Instrumentalisierung des Mythos

Um 460 v. Chr. wurde auf der Akropolis eine Statue des Theseus aufgestellt, wie er den Felsblock hochhebt, um das Schwert und die Sandalen seines Vaters hervorzuholen. Wenige Jahre später wurde die Stoa Poikile (Bunte Halle) durch einen Verwandten Kimons, Peisianax, errichtet. In zwei Gemälden erscheint hier Theseus, bei der Abwehr der Amazonen und der Schlacht bei Marathon. In beiden Schlachten wurden fremde Eindringlinge abgewehrt. Der Sieg über die Amazonen besitzt starke Symbolkraft; seine Darstellung dient der Festigung der athenischen politischen Ordnung: Lebten doch die Amazonen in einer Gesellschaft, die in markantem Gegensatz zu Athen stand; es regierten die Frauen, die in Athen nicht über das geringste politische Mitspracherecht verfügten. Auch in der Zeit danach verlor Theseus keineswegs an Bedeutung. Er galt als Begründer der Demokratie, erstmals belegt in den „Bittflehenden“ des Euripides in den 420er Jahren. In den heftigen politischen Richtungskämpfen dieser Zeit, die durch die sich verschärfende Situation des Peloponnesischen Krieges noch zugespitzt war, legitimierte man sich unter Berufung auf Theseus. Während die Demokraten an Theseus als Begründer der Demokratie erinnerten, verwiesen die Aristokraten darauf, dass er den Adel unterstützt habe.

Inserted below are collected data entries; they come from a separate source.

//! Payment initiation and checkout return routes.

use super::common::*;
use crate::application::views::CheckoutReturnView;

#[derive(Deserialize)]
struct InitiatePaymentPayload {
    /// Missing amounts are validated like zero
    #[serde(default)]
    amount: Option<Decimal>,
}

/// POST /api/subscriptions/{id}/payments
/// Validates the amount, starts a hosted checkout and remembers it for the
/// caller's browser session. The dashboard navigates to `checkout_url`.
async fn initiate_payment(
    State(app_state): State<AppState>,
    Path(subscription_id): Path<Uuid>,
    jar: CookieJar,
    Json(payload): Json<InitiatePaymentPayload>,
) -> AppResult<impl IntoResponse> {
    let (jar, session) = ensure_session(jar, app_state.config.secure_cookies);

    let checkout = app_state
        .payment_use_cases
        .initiate(
            &session,
            subscription_id,
            payload.amount.unwrap_or_default(),
        )
        .await?;

    Ok((StatusCode::CREATED, jar, Json(checkout)))
}

/// GET /api/payments/return
/// Called by the dashboard's return page after the gateway redirect.
async fn checkout_return(
    State(app_state): State<AppState>,
    jar: CookieJar,
) -> AppResult<impl IntoResponse> {
    let session = current_session(&jar).ok_or(AppError::NoPendingPayment)?;

    let outcome = app_state
        .payment_use_cases
        .complete_checkout(&session)
        .await?;

    Ok(Json(CheckoutReturnView::from(&outcome)))
}

/// Routes mounted under `/subscriptions`.
pub(crate) fn subscription_router() -> Router<AppState> {
    Router::new().route("/{id}/payments", post(initiate_payment))
}

pub(crate) fn router() -> Router<AppState> {
    Router::new().route("/return", get(checkout_return))
}

#[cfg(test)]
mod tests {
    use super::*;
    use axum_test::TestServer;
    use dues_types::TransactionStatus;
    use serde_json::json;

    use crate::domain::entities::user_subscription::PaymentPermission;
    use crate::test_utils::{TestAppStateBuilder, create_test_user_subscription};

    fn build_test_router(app_state: AppState) -> Router<()> {
        subscription_router()
            .merge(Router::new().nest("/payments", router()))
            .with_state(app_state)
    }

    #[tokio::test]
    async fn initiate_returns_checkout_and_sets_session_cookie() {
        let sub = create_test_user_subscription(|_| {});
        let (app_state, backend, store) = TestAppStateBuilder::new()
            .with_subscription(sub.clone())
            .build_with_mocks();
        let server = TestServer::new(build_test_router(app_state)).unwrap();

        let response = server
            .post(&format!("/{}/payments", sub.id))
            .json(&json!({ "amount": "25.00" }))
            .await;

        response.assert_status(StatusCode::CREATED);
        let body = response.json::<serde_json::Value>();
        assert!(body["checkout_url"].as_str().unwrap().starts_with("http"));
        assert_eq!(backend.initiate_calls(), 1);

        let cookie = response.cookie(SESSION_COOKIE);
        assert_eq!(cookie.http_only(), Some(true));
        assert_eq!(cookie.same_site(), Some(SameSite::Lax));

        let pending = store.peek(&SessionKey::new(cookie.value())).unwrap();
        assert_eq!(body["transaction_id"], pending.transaction_id.to_string());
        assert_eq!(pending.subscription_name, sub.plan_name);
    }

    #[tokio::test]
    async fn initiate_reuses_existing_session() {
        let sub = create_test_user_subscription(|_| {});
        let (app_state, _backend, store) = TestAppStateBuilder::new()
            .with_subscription(sub.clone())
            .build_with_mocks();
        let server = TestServer::new(build_test_router(app_state)).unwrap();

        let response = server
            .post(&format!("/{}/payments", sub.id))
            .add_cookie(Cookie::new(SESSION_COOKIE, "existing-session"))
            .json(&json!({ "amount": 10 }))
            .await;

        response.assert_status(StatusCode::CREATED);
        assert!(store.peek(&SessionKey::new("existing-session")).is_some());
    }

    #[tokio::test]
    async fn amount_above_outstanding_returns_400_without_backend_call() {
        let sub = create_test_user_subscription(|s| {
            s.outstanding_amount = Decimal::new(7500, 2);
        });
        let (app_state, backend, _store) = TestAppStateBuilder::new()
            .with_subscription(sub.clone())
            .build_with_mocks();
        let server = TestServer::new(build_test_router(app_state)).unwrap();

        let response = server
            .post(&format!("/{}/payments", sub.id))
            .json(&json!({ "amount": 200 }))
            .await;

        response.assert_status(StatusCode::BAD_REQUEST);
        let body = response.json::<serde_json::Value>();
        assert_eq!(body["code"], "INVALID_INPUT");
        assert_eq!(
            body["message"],
            "Amount cannot exceed outstanding balance of GH₵ 75.00"
        );
        assert_eq!(backend.initiate_calls(), 0);
    }

    #[tokio::test]
    async fn missing_amount_is_rejected() {
        let sub = create_test_user_subscription(|_| {});
        let (app_state, backend, _store) = TestAppStateBuilder::new()
            .with_subscription(sub.clone())
            .build_with_mocks();
        let server = TestServer::new(build_test_router(app_state)).unwrap();

        let response = server
            .post(&format!("/{}/payments", sub.id))
            .json(&json!({}))
            .await;

        response.assert_status(StatusCode::BAD_REQUEST);
        let body = response.json::<serde_json::Value>();
        assert_eq!(
            body["message"],
            "Please enter a valid amount greater than zero"
        );
        assert_eq!(backend.initiate_calls(), 0);
    }

    #[tokio::test]
    async fn not_allowed_returns_422_with_reason() {
        let sub = create_test_user_subscription(|s| {
            s.can_make_payment = PaymentPermission::denied("Plan has not started yet");
        });
        let (app_state, backend, _store) = TestAppStateBuilder::new()
            .with_subscription(sub.clone())
            .build_with_mocks();
        let server = TestServer::new(build_test_router(app_state)).unwrap();

        let response = server
            .post(&format!("/{}/payments", sub.id))
            .json(&json!({ "amount": 10 }))
            .await;

        response.assert_status(StatusCode::UNPROCESSABLE_ENTITY);
        let body = response.json::<serde_json::Value>();
        assert_eq!(body["code"], "PAYMENT_NOT_ALLOWED");
        assert_eq!(body["message"], "Plan has not started yet");
        assert_eq!(backend.initiate_calls(), 0);
    }

    #[tokio::test]
    async fn fully_paid_returns_409() {
        let sub = create_test_user_subscription(|s| {
            s.amount_paid = s.subscription_amount;
            s.outstanding_amount = Decimal::ZERO;
            s.status = dues_types::SubscriptionPaymentStatus::FullyPaid;
        });
        let (app_state, backend, _store) = TestAppStateBuilder::new()
            .with_subscription(sub.clone())
            .build_with_mocks();
        let server = TestServer::new(build_test_router(app_state)).unwrap();

        let response = server
            .post(&format!("/{}/payments", sub.id))
            .json(&json!({ "amount": 10 }))
            .await;

        response.assert_status(StatusCode::CONFLICT);
        let body = response.json::<serde_json::Value>();
        assert_eq!(body["code"], "ALREADY_PAID");
        assert_eq!(backend.initiate_calls(), 0);
    }

    #[tokio::test]
    async fn checkout_return_reports_status() {
        let sub = create_test_user_subscription(|s| s.plan_name = "2026 Annual Dues".into());
        let (app_state, backend, _store) = TestAppStateBuilder::new()
            .with_subscription(sub.clone())
            .build_with_mocks();
        let server = TestServer::new(build_test_router(app_state)).unwrap();

        let initiated = server
            .post(&format!("/{}/payments", sub.id))
            .json(&json!({ "amount": 10 }))
            .await;
        let session = initiated.cookie(SESSION_COOKIE);
        let body = initiated.json::<serde_json::Value>();
        let tx_id: Uuid = body["transaction_id"].as_str().unwrap().parse().unwrap();
        backend.set_transaction_status(tx_id, TransactionStatus::Failed);

        let response = server
            .get("/payments/return")
            .add_cookie(Cookie::new(SESSION_COOKIE, session.value().to_owned()))
            .await;

        response.assert_status(StatusCode::OK);
        let body = response.json::<serde_json::Value>();
        assert_eq!(body["transaction_id"], tx_id.to_string());
        assert_eq!(body["subscription_name"], "2026 Annual Dues");
        assert_eq!(body["status"], "failed");
        assert_eq!(body["status_label"], "Failed");
        assert_eq!(body["status_tone"], "danger");
    }

    #[tokio::test]
    async fn checkout_return_without_session_returns_no_pending_payment() {
        let server =
            TestServer::new(build_test_router(TestAppStateBuilder::new().build())).unwrap();

        let response = server.get("/payments/return").await;

        response.assert_status(StatusCode::NOT_FOUND);
        let body = response.json::<serde_json::Value>();
        assert_eq!(body["code"], "NO_PENDING_PAYMENT");
    }
}
use serde::Serialize;

/// Visual treatment for a status badge.
#[derive(Debug, Clone, Copy, PartialEq, Eq, Serialize)]
#[serde(rename_all = "snake_case")]
pub enum Tone {
    Neutral,
    Info,
    Success,
    Warning,
    Danger,
}

impl Tone {
    /// CSS class the dashboard applies to the badge.
    pub fn css_class(&self) -> &'static str {
        match self {
            Tone::Neutral => "badge-neutral",
            Tone::Info => "badge-info",
            Tone::Success => "badge-success",
            Tone::Warning => "badge-warning",
            Tone::Danger => "badge-danger",
        }
    }
}

/// Fixed label and tone for one status value.
#[derive(Debug, Clone, Copy, PartialEq, Eq, Serialize)]
pub struct StatusDescriptor {
    pub label: &'static str,
    pub tone: Tone,
}

impl StatusDescriptor {
    pub const fn new(label: &'static str, tone: Tone) -> Self {
        Self { label, tone }
    }

    pub fn css_class(&self) -> &'static str {
        self.tone.css_class()
    }
}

In archaischer Zeit war Theseus nur ein Held von vielen. Im 5. Jahrhundert v. Chr. wurde er zum athenischen Helden, zu der Figur, um die sich athenische Identitäten manifestierten – gewachsen durch die Abwehr der Perser und die Erringung einer hegemonialen Stellung in der griechischen Welt. Zuständig für die Finanzierung einer Parade der jungen Männer waren auch in späterer Zeit noch die Nachfahren der von Theseus aus Kreta Geretteten; ein Beispiel dafür, wie lebendig ein Mythos sein konnte, wie Familiengeschichten erfunden wurden. Im 4. Jahrhundert v. Chr. waren die Familien verschwunden und die Theseia wurden durch eine besondere Abgabe finanziert. Außer dem großen jährlichen Fest erhielt Theseus am achten Tag eines jeden Monats Opfer.

Theseusfrisur

Obgleich Theseus vor allem ein athenischer Heros war, genoss er auch außerhalb der Grenzen Attikas Berühmtheit. In Delphi gab es den so genannten Theseusplatz. Plutarch erklärt, warum der Platz seinen Namen erhalten hatte: Zur Zeit des Theseus sei es üblich gewesen, dass die jungen Männer nach Delphi gingen, um sich ihr Haar zu scheren. Theseus schnitt sich die Haare nur vorne und führte damit eine Frisur ein, die nach ihm als „Theseis“ bezeichnet wurde. Die modische Neuerung des Theseus erhielt eine rational-militärisch begründete Erklärung: Beim Zweikampf hatte der Gegner nicht mehr die Möglichkeit, einen Kämpfer mit Theseusfrisur an den Haaren zu packen und niederzumachen. Zugleich mochte der Theseusplatz in Delphi zusammen mit seinem aitiologischen – also den Ursprung eines Sachverhaltes erklärenden – Mythos zur Begründung der militärischen Tüchtigkeit der Athener dienen.